From the records below, please return each line that holds the word "ResponseMessage".

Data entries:
= = = = = = =

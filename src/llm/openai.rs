use crate::error::LlmError;
use crate::llm::{normalize_base, wire_messages, Message, ModelClient, WireMessage};
use async_trait::async_trait;
use reqwest::Client;
use secrecy::{ExposeSecret, SecretString};
use serde::{Deserialize, Serialize};
use tokio_util::sync::CancellationToken;

const VERSION_SEGMENT: &str = "v1";
const CHAT_COMPLETIONS_PATH: &str = "chat/completions";
const TEMPERATURE: f64 = 0.7;

// Works with the OpenAI API and OpenAI-compatible servers (e.g. LM Studio).
pub struct OpenAICompatibleClient {
    client: Client,
    endpoint: String,
    model: String,
    name: String,
    api_key: Option<SecretString>,
}

impl OpenAICompatibleClient {
    pub fn new(
        base_url: &str,
        model: impl Into<String>,
        name: impl Into<String>,
        api_key: Option<SecretString>,
    ) -> Self {
        let (base, has_version) = normalize_base(base_url, VERSION_SEGMENT);
        let endpoint = if has_version {
            format!("{}{}", base, CHAT_COMPLETIONS_PATH)
        } else {
            format!("{}{}/{}", base, VERSION_SEGMENT, CHAT_COMPLETIONS_PATH)
        };
        Self {
            client: Client::new(),
            endpoint,
            model: model.into(),
            name: name.into(),
            api_key,
        }
    }

    pub fn with_client(mut self, client: Client) -> Self {
        self.client = client;
        self
    }

    pub fn endpoint(&self) -> &str {
        &self.endpoint
    }

    pub fn has_api_key(&self) -> bool {
        self.api_key.is_some()
    }

    async fn complete(&self, messages: &[Message]) -> Result<String, LlmError> {
        let request = ChatRequest {
            model: &self.model,
            messages: wire_messages(messages),
            temperature: TEMPERATURE,
            stream: false,
        };

        let mut req_builder = self
            .client
            .post(&self.endpoint)
            .header("Content-Type", "application/json");

        if let Some(api_key) = &self.api_key {
            req_builder = req_builder.bearer_auth(api_key.expose_secret());
        }

        let response = req_builder
            .json(&request)
            .send()
            .await
            .map_err(|e| LlmError::transport(&self.endpoint, e))?;

        let status = response.status();
        let body = response
            .text()
            .await
            .map_err(|e| LlmError::transport(&self.endpoint, e))?;

        if !status.is_success() {
            return Err(LlmError::Protocol {
                status: status.as_u16(),
                body,
                hint: None,
            });
        }

        let chat_response: ChatResponse = serde_json::from_str(&body)
            .map_err(|e| LlmError::parse(format!("{}: {}", self.endpoint, e)))?;

        chat_response
            .choices
            .and_then(|choices| choices.into_iter().next())
            .and_then(|choice| choice.message)
            .and_then(|message| message.content)
            .ok_or_else(|| LlmError::parse(format!("no choices[0].message.content in {}", body)))
    }
}

#[derive(Serialize)]
struct ChatRequest<'a> {
    model: &'a str,
    messages: Vec<WireMessage<'a>>,
    temperature: f64,
    stream: bool,
}

#[derive(Deserialize)]
struct ChatResponse {
    #[serde(default)]
    choices: Option<Vec<Choice>>,
}

#[derive(Deserialize)]
struct Choice {
    #[serde(default)]
    message: Option<ResponseMessage>,
}

#[derive(Deserialize)]
struct ResponseMessage {
    #[serde(default)]
    content: Option<String>,
}

#[async_trait]
impl ModelClient for OpenAICompatibleClient {
    fn name(&self) -> &str {
        &self.name
    }

    async fn chat(
        &self,
        messages: &[Message],
        cancel: &CancellationToken,
    ) -> Result<String, LlmError> {
        tokio::select! {
            biased;
            _ = cancel.cancelled() => Err(LlmError::Cancelled),
            result = self.complete(messages) => result,
        }
    }
}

= = = = = = =

EXERCISE RESPONSE:
    message: Option<ResponseMessage>,
struct ResponseMessage {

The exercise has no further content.